- EXERCISE DESCRIPTION -
Make an exact copy of the entries that come next.

(Stored items)
use super::view::ImageView;
use crate::image::ImageError;
use slotmap::{SlotMap, new_key_type};
use std::cell::RefCell;
use std::rc::{Rc, Weak};

new_key_type! {
    /// Registration token returned by `add_observer`.
    pub struct ObserverId;
}

/// A listener kept consistent with an image it does not own.
pub trait DataObserver {
    /// Called after the image changed shape or values, with read-only access
    /// to the new state. The image stays borrowed for the whole notification
    /// round, so it cannot be mutated from inside the callback. An error
    /// aborts the round and is returned to the caller of the mutation.
    fn on_update(&mut self, image: &ImageView<'_>) -> Result<(), ImageError>;

    /// Called once, right before the image buffer is freed.
    fn on_destroy(&mut self);
}

pub(crate) type ObserverRef = Rc<RefCell<dyn DataObserver>>;

/// Weak back-references to observers, kept in registration order.
#[derive(Default)]
pub(crate) struct ObserverRegistry {
    observers: SlotMap<ObserverId, Weak<RefCell<dyn DataObserver>>>,
    order: Vec<ObserverId>,
}

impl ObserverRegistry {
    /// Registers `observer`, returning its existing id if already present.
    pub fn add(&mut self, observer: &ObserverRef) -> ObserverId {
        if let Some(id) = self.find(observer) {
            return id;
        }
        let id = self.observers.insert(Rc::downgrade(observer));
        self.order.push(id);
        id
    }

    pub fn remove(&mut self, id: ObserverId) -> bool {
        if self.observers.remove(id).is_none() {
            return false;
        }
        self.order.retain(|&other| other != id);
        true
    }

    pub fn remove_ref(&mut self, observer: &ObserverRef) -> bool {
        self.find(observer).is_some_and(|id| self.remove(id))
    }

    pub fn find(&self, observer: &ObserverRef) -> Option<ObserverId> {
        let target = Rc::downgrade(observer);
        self.order
            .iter()
            .copied()
            .find(|&id| self.observers.get(id).is_some_and(|w| w.ptr_eq(&target)))
    }

    pub fn len(&self) -> usize {
        self.order.len()
    }

    /// Drops registrations whose observer no longer exists and returns the
    /// live ones in registration order.
    pub fn live(&mut self) -> Vec<ObserverRef> {
        let observers = &mut self.observers;
        let mut live = Vec::with_capacity(self.order.len());
        self.order.retain(|&id| match observers.get(id).and_then(Weak::upgrade) {
            Some(observer) => {
                live.push(observer);
                true
            }
            None => {
                observers.remove(id);
                false
            }
        });
        live
    }

    /// Empties the registry, returning the live observers in registration order.
    pub fn drain(&mut self) -> Vec<ObserverRef> {
        let live = self.live();
        self.observers.clear();
        self.order.clear();
        live
    }
}

#[cfg(test)]
mod tests {
    use super::*;

    struct Quiet;

    impl DataObserver for Quiet {
        fn on_update(&mut self, _image: &ImageView<'_>) -> Result<(), ImageError> {
            Ok(())
        }

        fn on_destroy(&mut self) {}
    }

    fn observer() -> ObserverRef {
        Rc::new(RefCell::new(Quiet))
    }

    #[test]
    fn adding_twice_keeps_one_registration() {
        let mut registry = ObserverRegistry::default();
        let a = observer();
        let first = registry.add(&a);
        let second = registry.add(&a);
        assert_eq!(first, second);
        assert_eq!(registry.len(), 1);
    }

    #[test]
    fn removing_unknown_observer_is_a_no_op() {
        let mut registry = ObserverRegistry::default();
        let a = observer();
        let b = observer();
        let id = registry.add(&a);
        assert!(!registry.remove_ref(&b));
        assert!(registry.remove(id));
        assert!(!registry.remove(id));
        assert_eq!(registry.len(), 0);
    }

    #[test]
    fn live_preserves_order_and_prunes_dropped_observers() {
        let mut registry = ObserverRegistry::default();
        let a = observer();
        let b = observer();
        let c = observer();
        registry.add(&a);
        registry.add(&b);
        registry.add(&c);
        drop(b);

        let live = registry.live();
        assert_eq!(live.len(), 2);
        assert!(Rc::ptr_eq(&live[0], &a));
        assert!(Rc::ptr_eq(&live[1], &c));
        assert_eq!(registry.len(), 2);
    }
}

- SOLUTION FOR THIS EXERCISE -
use super::view::ImageView;
use crate::image::ImageError;
use slotmap::{SlotMap, new_key_type};
use std::cell::RefCell;
use std::rc::{Rc, Weak};

new_key_type! {
    /// Registration token returned by `add_observer`.
    pub struct ObserverId;
}

/// A listener kept consistent with an image it does not own.
pub trait DataObserver {
    /// Called after the image changed shape or values, with read-only access
    /// to the new state. The image stays borrowed for the whole notification
    /// round, so it cannot be mutated from inside the callback. An error
    /// aborts the round and is returned to the caller of the mutation.
    fn on_update(&mut self, image: &ImageView<'_>) -> Result<(), ImageError>;

    /// Called once, right before the image buffer is freed.
    fn on_destroy(&mut self);
}

pub(crate) type ObserverRef = Rc<RefCell<dyn DataObserver>>;

/// Weak back-references to observers, kept in registration order.
#[derive(Default)]
pub(crate) struct ObserverRegistry {
    observers: SlotMap<ObserverId, Weak<RefCell<dyn DataObserver>>>,
    order: Vec<ObserverId>,
}

impl ObserverRegistry {
    /// Registers `observer`, returning its existing id if already present.
    pub fn add(&mut self, observer: &ObserverRef) -> ObserverId {
        if let Some(id) = self.find(observer) {
            return id;
        }
        let id = self.observers.insert(Rc::downgrade(observer));
        self.order.push(id);
        id
    }

    pub fn remove(&mut self, id: ObserverId) -> bool {
        if self.observers.remove(id).is_none() {
            return false;
        }
        self.order.retain(|&other| other != id);
        true
    }

    pub fn remove_ref(&mut self, observer: &ObserverRef) -> bool {
        self.find(observer).is_some_and(|id| self.remove(id))
    }

    pub fn find(&self, observer: &ObserverRef) -> Option<ObserverId> {
        let target = Rc::downgrade(observer);
        self.order
            .iter()
            .copied()
            .find(|&id| self.observers.get(id).is_some_and(|w| w.ptr_eq(&target)))
    }

    pub fn len(&self) -> usize {
        self.order.len()
    }

    /// Drops registrations whose observer no longer exists and returns the
    /// live ones in registration order.
    pub fn live(&mut self) -> Vec<ObserverRef> {
        let observers = &mut self.observers;
        let mut live = Vec::with_capacity(self.order.len());
        self.order.retain(|&id| match observers.get(id).and_then(Weak::upgrade) {
            Some(observer) => {
                live.push(observer);
                true
            }
            None => {
                observers.remove(id);
                false
            }
        });
        live
    }

    /// Empties the registry, returning the live observers in registration order.
    pub fn drain(&mut self) -> Vec<ObserverRef> {
        let live = self.live();
        self.observers.clear();
        self.order.clear();
        live
    }
}

#[cfg(test)]
mod tests {
    use super::*;

    struct Quiet;

    impl DataObserver for Quiet {
        fn on_update(&mut self, _image: &ImageView<'_>) -> Result<(), ImageError> {
            Ok(())
        }

        fn on_destroy(&mut self) {}
    }

    fn observer() -> ObserverRef {
        Rc::new(RefCell::new(Quiet))
    }

    #[test]
    fn adding_twice_keeps_one_registration() {
        let mut registry = ObserverRegistry::default();
        let a = observer();
        let first = registry.add(&a);
        let second = registry.add(&a);
        assert_eq!(first, second);
        assert_eq!(registry.len(), 1);
    }

    #[test]
    fn removing_unknown_observer_is_a_no_op() {
        let mut registry = ObserverRegistry::default();
        let a = observer();
        let b = observer();
        let id = registry.add(&a);
        assert!(!registry.remove_ref(&b));
        assert!(registry.remove(id));
        assert!(!registry.remove(id));
        assert_eq!(registry.len(), 0);
    }

    #[test]
    fn live_preserves_order_and_prunes_dropped_observers() {
        let mut registry = ObserverRegistry::default();
        let a = observer();
        let b = observer();
        let c = observer();
        registry.add(&a);
        registry.add(&b);
        registry.add(&c);
        drop(b);

        let live = registry.live();
        assert_eq!(live.len(), 2);
        assert!(Rc::ptr_eq(&live[0], &a));
        assert!(Rc::ptr_eq(&live[1], &c));
        assert_eq!(registry.len(), 2);
    }
}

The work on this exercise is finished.